Des moyens supplémentaires


Dans ce contexte, le ministère attribue des moyens supplémentaires à l'académie de Dijon : 32 emplois pour la médiation autour de la lutte anti-Covid-19 (LAC), l'appui administratif et le contact tracing, 14 emplois pour organiser administrativement les vaccinations ainsi que 21.898 heures supplémentaires d'enseignement dans le public et 2.592 HSE dans le privé.

«Une attention forte sera portée à la santé psychologique des élèves», signale la rectrice car «la pandémie a des effets sur la santé psychologique de la population, encore plus sur celle des adolescents». Avec des risques de démotivation, de décrochage, d'anxiété ou de repli sur soi...

Un plan académique de santé psychologique des jeunes sera mis en place pour sensibiliser l'ensemble des personnels de l'académie et ainsi détecter les signaux de fragilité afin qu'ils puissent être pris en charge et traité.

Un plan de formation des personnels se penchera tout particulièrement sur la lutte contre les discriminations sans oublier la lutte contre le harcèlement, dont le cyberharcèlement.

Les dispositifs «Je réussis» en lycée et «Devoirs faits» au collège seront renforcés. La cellule d'appui pédagogique des chefs d'établissement est maintenue. «Le mot d'ordre en cette rentrée est la bienveillance», résume la rectrice.
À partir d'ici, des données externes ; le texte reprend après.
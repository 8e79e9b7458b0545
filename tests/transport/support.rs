//! Helpers shared by the transport suites.

use std::time::Duration;

use eventa_rust::{Context, Event};
use serde_json::Value;
use tokio::sync::mpsc;

pub fn init_tracing() {
    let _ = tracing_subscriber::fmt()
        .with_env_filter(tracing_subscriber::EnvFilter::from_default_env())
        .with_test_writer()
        .try_init();
}

/// Collect every event emitted on `event`'s tag in `ctx`.
pub fn record(ctx: &Context, event: &Event) -> mpsc::UnboundedReceiver<Event> {
    let (tx, rx) = mpsc::unbounded_channel();
    ctx.on(event, move |event, _| {
        let _ = tx.send(event.clone());
    });
    rx
}

/// Next recorded event, failing the test after one second.
pub async fn next(rx: &mut mpsc::UnboundedReceiver<Event>) -> Event {
    tokio::time::timeout(Duration::from_secs(1), rx.recv())
        .await
        .expect("timed out waiting for event")
        .expect("recorder closed")
}

pub fn body(event: &Event) -> &Value {
    event.body.as_ref().expect("event without body")
}
//! The five-event family behind one invoke endpoint.

use std::fmt;
use std::marker::PhantomData;

use crate::event::{Event, EventKind};
use crate::tag::Tag;

/// Events for one request/response endpoint, typed by response `Res` and
/// request `Req`. The types carry no runtime weight.
///
/// Tags are derived from a base tag:
///
/// | field | tag |
/// |---|---|
/// | `send` | `{tag}-send` |
/// | `send_error` | `{tag}-send-error` |
/// | `receive` | `{tag}-receive` |
/// | `receive_error` | `{tag}-receive-error` |
/// | `receive_stream_end` | `{tag}-receive-stream-end` |
pub struct InvokeEvents<Res, Req = ()> {
    pub send: Event,
    pub send_error: Event,
    pub receive: Event,
    pub receive_error: Event,
    pub receive_stream_end: Event,
    _types: PhantomData<fn(Req) -> Res>,
}

impl<Res, Req> InvokeEvents<Res, Req> {
    pub fn new(tag: impl Into<Tag>) -> Self {
        let tag = tag.into();
        let event = |suffix: &str, kind| Event::new(tag.derive(suffix)).with_kind(kind);
        Self {
            send: event("send", EventKind::InvokeSend),
            send_error: event("send-error", EventKind::InvokeSendError),
            receive: event("receive", EventKind::InvokeReceive),
            receive_error: event("receive-error", EventKind::InvokeReceiveError),
            receive_stream_end: event("receive-stream-end", EventKind::InvokeReceiveStreamEnd),
            _types: PhantomData,
        }
    }
}

impl<Res, Req> Clone for InvokeEvents<Res, Req> {
    fn clone(&self) -> Self {
        Self {
            send: self.send.clone(),
            send_error: self.send_error.clone(),
            receive: self.receive.clone(),
            receive_error: self.receive_error.clone(),
            receive_stream_end: self.receive_stream_end.clone(),
            _types: PhantomData,
        }
    }
}

impl<Res, Req> fmt::Debug for InvokeEvents<Res, Req> {
    fn fmt(&self, f: &mut fmt::Formatter<'_>) -> fmt::Result {
        f.debug_struct("InvokeEvents")
            .field("send", &self.send.id)
            .field("receive", &self.receive.id)
            .finish_non_exhaustive()
    }
}

/// Define an invoke endpoint, generating a base tag when none is given.
pub fn define_invoke_events<Res, Req>(tag: Option<&str>) -> InvokeEvents<Res, Req> {
    match tag {
        Some(tag) => InvokeEvents::new(tag),
        None => InvokeEvents::new(Tag::generate()),
    }
}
«La rentrée est placée sous le signe de l'égalité des chances», lance la rectrice. «Qui que je sois, où que je sois, quelque soit mes origines sociales, ethniques, religieuses, mon genre, je dois avoir les mêmes chances d'apprendre, de progresser, de faire des études supérieures», développe-t-elle.

Le dispositif «Ma santé à l'école» sera déployé.

Le passe Sport accordera 50 euros pour inciter à inscrire les enfants dans une activité sportive.

Une nouvelle spécialité d'éducation physique, pratique et culture sportive (ESPCS) est mise en place.

Le dédoublement des classes dans les réseaux d'éducation prioritaire se poursuit, avec la limitation des effectifs à 24 hors REP.

Auront prochainement lieu les évaluations nationales des CP-CE1 et des 6ème.

Au chapitre de la «rentrée inclusive», les pôles inclusifs d'accompagnement localisés (PIAL) ont pour but de réduire le nombre d'élèves situation de handicap en attente d'accompagnement. 96 PIAL couvrent l'ensemble des établissements de l'académie.

Huit unités localisées pour l'inclusion scolaire (ULIS) sont créées dont une au lycée professionnel de Château-Chinon autour des troubles du spectre autistique avec des places réservées en internat et un parcours éducatif professionnalisant.

L'académie de Dijon rejoint l'expérimentation des territoires éducatifs ruraux (TER), des projets de territoire construits autour d'établissements scolaires. Les communes et les écoles sont en cours de définition avec les élus locaux.